[Start of section]
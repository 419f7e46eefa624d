use glam::{Vec2, vec2};
use smallvec::SmallVec;

use crate::layout::{Rect, flex};
use crate::scene::{NodeId, Scene, SceneMut};
use crate::style::{Frame, SizeMode};

type Kids = SmallVec<[NodeId; 8]>;

/// Resolves absolute bounds for every node reachable from a root canvas.
///
/// The walk is leaf-bound but iterative: an explicit work stack carries
/// `(node, resolved rect)` pairs, so recursion depth never tracks tree
/// depth. Recompute is a pure function of the declarative blocks plus the
/// viewport; re-running it with unchanged input writes identical bounds.
pub struct LayoutEngine {
    viewport: Vec2,
}

impl Default for LayoutEngine {
    fn default() -> Self {
        Self::new()
    }
}

impl LayoutEngine {
    pub fn new() -> Self {
        Self {
            viewport: Vec2::ZERO,
        }
    }

    /// Record the reference size root canvases resolve against on the next
    /// recompute.
    pub fn set_viewport(&mut self, width: f32, height: f32) {
        self.viewport = vec2(width.max(0.0), height.max(0.0));
    }

    /// Walk every root canvas and write `Frame::computed` for its subtree.
    /// Hidden and invisible subtrees are reset to zero bounds, never left
    /// stale. Malformed input degrades to zero-size rects; this never fails.
    pub fn recompute<S: SceneMut>(&self, scene: &mut S) {
        let roots = scene.roots();
        log::debug!(
            "recompute: {} root(s), viewport {}x{}",
            roots.len(),
            self.viewport.x,
            self.viewport.y
        );

        let viewport = Rect::new(Vec2::ZERO, self.viewport);
        for root in roots {
            if scene.is_hidden(root) || !is_visible(scene, root) {
                zero_subtree(scene, root);
                continue;
            }
            // A root canvas is the viewport, whatever its frame says.
            scene.set_computed_bounds(root, viewport);
            self.place_subtree(scene, root, viewport);
        }
    }

    fn place_subtree<S: SceneMut>(&self, scene: &mut S, root: NodeId, bounds: Rect) {
        let mut stack: Vec<(NodeId, Rect)> = vec![(root, bounds)];
        while let Some((node, rect)) = stack.pop() {
            let kids = Kids::from_slice(scene.children(node));
            if kids.is_empty() {
                continue;
            }

            let mut placeable: SmallVec<[(NodeId, Frame); 8]> = SmallVec::new();
            for &child in &kids {
                let eligible = !scene.is_hidden(child) && is_visible(scene, child);
                match scene.frame(child).copied().filter(|_| eligible) {
                    Some(frame) => placeable.push((child, frame)),
                    // Hidden, invisible, or frameless: no box of its own and
                    // nothing for descendants to anchor against.
                    None => zero_subtree(scene, child),
                }
            }

            let placements = match scene.flex(node).copied() {
                Some(flex) => flex::place(&flex, &placeable, rect),
                None => placeable
                    .iter()
                    .map(|(id, frame)| (*id, anchor_rect(frame, rect)))
                    .collect(),
            };

            for (child, child_rect) in placements {
                log::trace!(
                    "place #{} at {},{} {}x{}",
                    child.index(),
                    child_rect.origin.x,
                    child_rect.origin.y,
                    child_rect.size.x,
                    child_rect.size.y
                );
                scene.set_computed_bounds(child, child_rect);
                stack.push((child, child_rect));
            }
        }
    }
}

fn is_visible<S: Scene>(scene: &S, id: NodeId) -> bool {
    scene.element(id).map_or(true, |e| e.visible)
}

/// Anchor/offset placement against the parent's resolved box. Per axis: the
/// anchors pick a span of the parent, the offset insets it, and an explicit
/// size mode replaces the span extent with the pivot deciding where the
/// sized rect sits inside the span. Negative extents clamp to zero.
fn anchor_rect(frame: &Frame, parent: Rect) -> Rect {
    let (x, w) = anchor_axis(
        parent.origin.x,
        parent.size.x,
        frame.anchor_min.x,
        frame.anchor_max.x,
        frame.offset.left,
        frame.offset.right,
        frame.pivot.x,
        frame.width_mode,
        frame.size.x,
    );
    let (y, h) = anchor_axis(
        parent.origin.y,
        parent.size.y,
        frame.anchor_min.y,
        frame.anchor_max.y,
        frame.offset.top,
        frame.offset.bottom,
        frame.pivot.y,
        frame.height_mode,
        frame.size.y,
    );
    Rect::new(vec2(x, y), vec2(w, h))
}

#[allow(clippy::too_many_arguments)]
fn anchor_axis(
    parent_pos: f32,
    parent_extent: f32,
    anchor_min: f32,
    anchor_max: f32,
    inset_lead: f32,
    inset_trail: f32,
    pivot: f32,
    mode: SizeMode,
    size: f32,
) -> (f32, f32) {
    let span_start = parent_pos + anchor_min * parent_extent + inset_lead;
    let span_end = parent_pos + anchor_max * parent_extent - inset_trail;
    let span = (span_end - span_start).max(0.0);

    let extent = match mode {
        SizeMode::Fixed => size.max(0.0),
        SizeMode::Percent => (size / 100.0 * parent_extent).max(0.0),
        // Nothing to fill against outside a flex container.
        SizeMode::Fill => span,
    };

    (span_start + pivot * (span - extent), extent)
}

/// Reset `Frame::computed` for a whole subtree so hidden or skipped nodes
/// never report bounds from an earlier pass.
fn zero_subtree<S: SceneMut>(scene: &mut S, root: NodeId) {
    let mut stack: Vec<NodeId> = vec![root];
    while let Some(node) = stack.pop() {
        scene.set_computed_bounds(node, Rect::ZERO);
        stack.extend_from_slice(scene.children(node));
    }
}
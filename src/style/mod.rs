pub mod properties;

pub use properties::{Align, Edges, Element, Flex, FlexDir, Frame, Justify, SizeMode};
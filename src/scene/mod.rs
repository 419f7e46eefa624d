pub mod arena;
pub mod graph;

pub use arena::SceneArena;
pub use graph::{NodeId, Scene, SceneMut};
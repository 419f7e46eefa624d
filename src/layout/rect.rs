use glam::Vec2;

/// Absolute rectangle in screen space. Width and height are never negative
/// once written by the layout engine.
#[derive(Debug, Default, Copy, Clone, PartialEq)]
pub struct Rect {
    pub origin: Vec2,
    pub size: Vec2,
}

impl Rect {
    pub const ZERO: Rect = Rect {
        origin: Vec2::ZERO,
        size: Vec2::ZERO,
    };

    pub fn new(origin: Vec2, size: Vec2) -> Self {
        Self { origin, size }
    }

    pub fn max(&self) -> Vec2 {
        self.origin + self.size
    }

    pub fn contains(&self, p: Vec2) -> bool {
        let min = self.origin;
        let max = self.origin + self.size;
        p.x >= min.x && p.x <= max.x && p.y >= min.y && p.y <= max.y
    }

    pub fn intersects(&self, other: &Rect) -> bool {
        let a_max = self.max();
        let b_max = other.max();
        self.origin.x <= b_max.x
            && other.origin.x <= a_max.x
            && self.origin.y <= b_max.y
            && other.origin.y <= a_max.y
    }
}
//! # Adapter Facade (FL-06)
//!
//! The outermost layer of a node. Composes the envelope codec, signature
//! policy, pending-request table, forwarding engine and dispatcher behind
//! two halves:
//!
//! - [`AdapterIn`]: per-connection read loops (frame → parse → route)
//! - [`AdapterOut`]: `send(message) -> response` with per-action timeouts
//!
//! ## Architecture
//!
//! - **Domain Layer** (`domain/`): [`AdapterConfig`] and the error types
//! - **Adapters Layer** (`adapters/`): [`ConnectionRegistry`] (the
//!   dispatcher's [`Transport`]), the axum WebSocket server and the
//!   in-memory [`ChannelTransport`]
//! - **Service Layer** (`service.rs`): [`Adapter`] and [`AdapterBuilder`]
//!
//! ## Connection Lifecycle
//!
//! ```text
//! open_connection ──► run (read loop) ──► stream ends ──► close_connection
//!        │                  │                                   │
//!  ConnectionOpened   parse → Dispatcher::route      pending entries fail,
//!                                                    routes removed,
//!                                                    ConnectionClosed
//! ```
//!
//! ## Example
//!
//! ```rust,ignore
//! let adapter = Adapter::builder(config).handlers(handlers).build()?;
//! tokio::spawn(websocket::serve(adapter.clone()));
//! let status = adapter.output().send(Some(device), &Reset { kind }).await?;
//! ```

pub mod adapters;
pub mod domain;
pub mod service;

pub use adapters::channel::{ChannelLink, ChannelTransport};
pub use adapters::registry::ConnectionRegistry;
pub use adapters::websocket;
pub use domain::config::{
    AdapterConfig, ConfigError, NodeConfig, TimeoutConfig, WebSocketConfig,
    DEFAULT_MAX_MESSAGE_SIZE,
};
pub use domain::errors::AdapterError;
pub use fl_05_dispatch::{Transport, TransportError};
pub use service::{Adapter, AdapterBuilder, AdapterIn, AdapterOut};
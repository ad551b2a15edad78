//! # Ed25519 Signatures
//!
//! Public-key signatures for peers that only hold each other's verifying
//! keys. Signing is deterministic, so the same canonical bytes always yield
//! the same signature value.

use crate::CryptoError;
use ed25519_dalek::{Signer, SigningKey, Verifier, VerifyingKey};
use std::fmt;

/// Ed25519 public key (32 bytes).
#[derive(Clone, Copy, Debug, PartialEq, Eq, Hash)]
pub struct Ed25519PublicKey([u8; 32]);

impl Ed25519PublicKey {
    /// Create from bytes, rejecting points that are not on the curve.
    pub fn from_bytes(bytes: [u8; 32]) -> Result<Self, CryptoError> {
        VerifyingKey::from_bytes(&bytes).map_err(|_| CryptoError::InvalidPublicKey)?;
        Ok(Self(bytes))
    }

    /// Parse a hex-encoded public key.
    pub fn from_hex(key_hex: &str) -> Result<Self, CryptoError> {
        let raw = hex::decode(key_hex)?;
        let bytes: [u8; 32] = raw
            .as_slice()
            .try_into()
            .map_err(|_| CryptoError::InvalidKeyLength {
                expected: 32,
                actual: raw.len(),
            })?;
        Self::from_bytes(bytes)
    }

    /// Raw bytes.
    pub fn as_bytes(&self) -> &[u8; 32] {
        &self.0
    }

    /// Hex encoding.
    pub fn to_hex(&self) -> String {
        hex::encode(self.0)
    }

    /// Short identifier derived from the key bytes.
    pub fn fingerprint(&self) -> String {
        crate::key_fingerprint(&self.0)
    }

    /// Verify a signature over `message`.
    pub fn verify(&self, message: &[u8], signature: &Ed25519Signature) -> Result<(), CryptoError> {
        let verifying_key =
            VerifyingKey::from_bytes(&self.0).map_err(|_| CryptoError::InvalidPublicKey)?;
        let sig = ed25519_dalek::Signature::from_bytes(&signature.0);

        verifying_key
            .verify(message, &sig)
            .map_err(|_| CryptoError::SignatureVerificationFailed)
    }
}

/// Ed25519 signature (64 bytes).
#[derive(Clone, Copy, PartialEq, Eq)]
pub struct Ed25519Signature([u8; 64]);

impl Ed25519Signature {
    /// Create from bytes.
    pub fn from_bytes(bytes: [u8; 64]) -> Self {
        Self(bytes)
    }

    /// Create from a byte slice of exactly 64 bytes.
    pub fn from_slice(raw: &[u8]) -> Result<Self, CryptoError> {
        let bytes: [u8; 64] = raw
            .try_into()
            .map_err(|_| CryptoError::InvalidSignatureFormat)?;
        Ok(Self(bytes))
    }

    /// Raw bytes.
    pub fn as_bytes(&self) -> &[u8; 64] {
        &self.0
    }
}

impl fmt::Debug for Ed25519Signature {
    fn fmt(&self, f: &mut fmt::Formatter<'_>) -> fmt::Result {
        write!(f, "Ed25519Signature({})", hex::encode(&self.0[..8]))
    }
}

/// Ed25519 signing keypair. The secret half is zeroized on drop by
/// `ed25519-dalek`.
#[derive(Clone)]
pub struct Ed25519KeyPair {
    signing_key: SigningKey,
}

impl Ed25519KeyPair {
    /// Generate a random keypair.
    pub fn generate() -> Self {
        let signing_key = SigningKey::generate(&mut rand::thread_rng());
        Self { signing_key }
    }

    /// Create from a 32-byte secret seed.
    pub fn from_seed(seed: [u8; 32]) -> Self {
        Self {
            signing_key: SigningKey::from_bytes(&seed),
        }
    }

    /// Create from a hex-encoded 32-byte seed.
    pub fn from_seed_hex(seed_hex: &str) -> Result<Self, CryptoError> {
        let raw = zeroize::Zeroizing::new(hex::decode(seed_hex)?);
        let seed: [u8; 32] = raw
            .as_slice()
            .try_into()
            .map_err(|_| CryptoError::InvalidKeyLength {
                expected: 32,
                actual: raw.len(),
            })?;
        Ok(Self::from_seed(seed))
    }

    /// Public half.
    pub fn public_key(&self) -> Ed25519PublicKey {
        Ed25519PublicKey(self.signing_key.verifying_key().to_bytes())
    }

    /// Sign a message.
    pub fn sign(&self, message: &[u8]) -> Ed25519Signature {
        Ed25519Signature(self.signing_key.sign(message).to_bytes())
    }
}

impl fmt::Debug for Ed25519KeyPair {
    fn fmt(&self, f: &mut fmt::Formatter<'_>) -> fmt::Result {
        f.debug_struct("Ed25519KeyPair")
            .field("public", &self.public_key().fingerprint())
            .finish()
    }
}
[End of section]
● **WORK REQUEST**: The response should contain only a verbatim copy of the lines from the line with "hex-encoded 32-byte seed." to the final line of the records.

● **WORKED SOLUTION**:
    /// Create from a hex-encoded 32-byte seed.
    pub fn from_seed_hex(seed_hex: &str) -> Result<Self, CryptoError> {
        let raw = zeroize::Zeroizing::new(hex::decode(seed_hex)?);
        let seed: [u8; 32] = raw
            .as_slice()
            .try_into()
            .map_err(|_| CryptoError::InvalidKeyLength {
                expected: 32,
                actual: raw.len(),
            })?;
        Ok(Self::from_seed(seed))
    }

    /// Public half.
    pub fn public_key(&self) -> Ed25519PublicKey {
        Ed25519PublicKey(self.signing_key.verifying_key().to_bytes())
    }

    /// Sign a message.
    pub fn sign(&self, message: &[u8]) -> Ed25519Signature {
        Ed25519Signature(self.signing_key.sign(message).to_bytes())
    }
}

impl fmt::Debug for Ed25519KeyPair {
    fn fmt(&self, f: &mut fmt::Formatter<'_>) -> fmt::Result {
        f.debug_struct("Ed25519KeyPair")
            .field("public", &self.public_key().fingerprint())
            .finish()
    }
}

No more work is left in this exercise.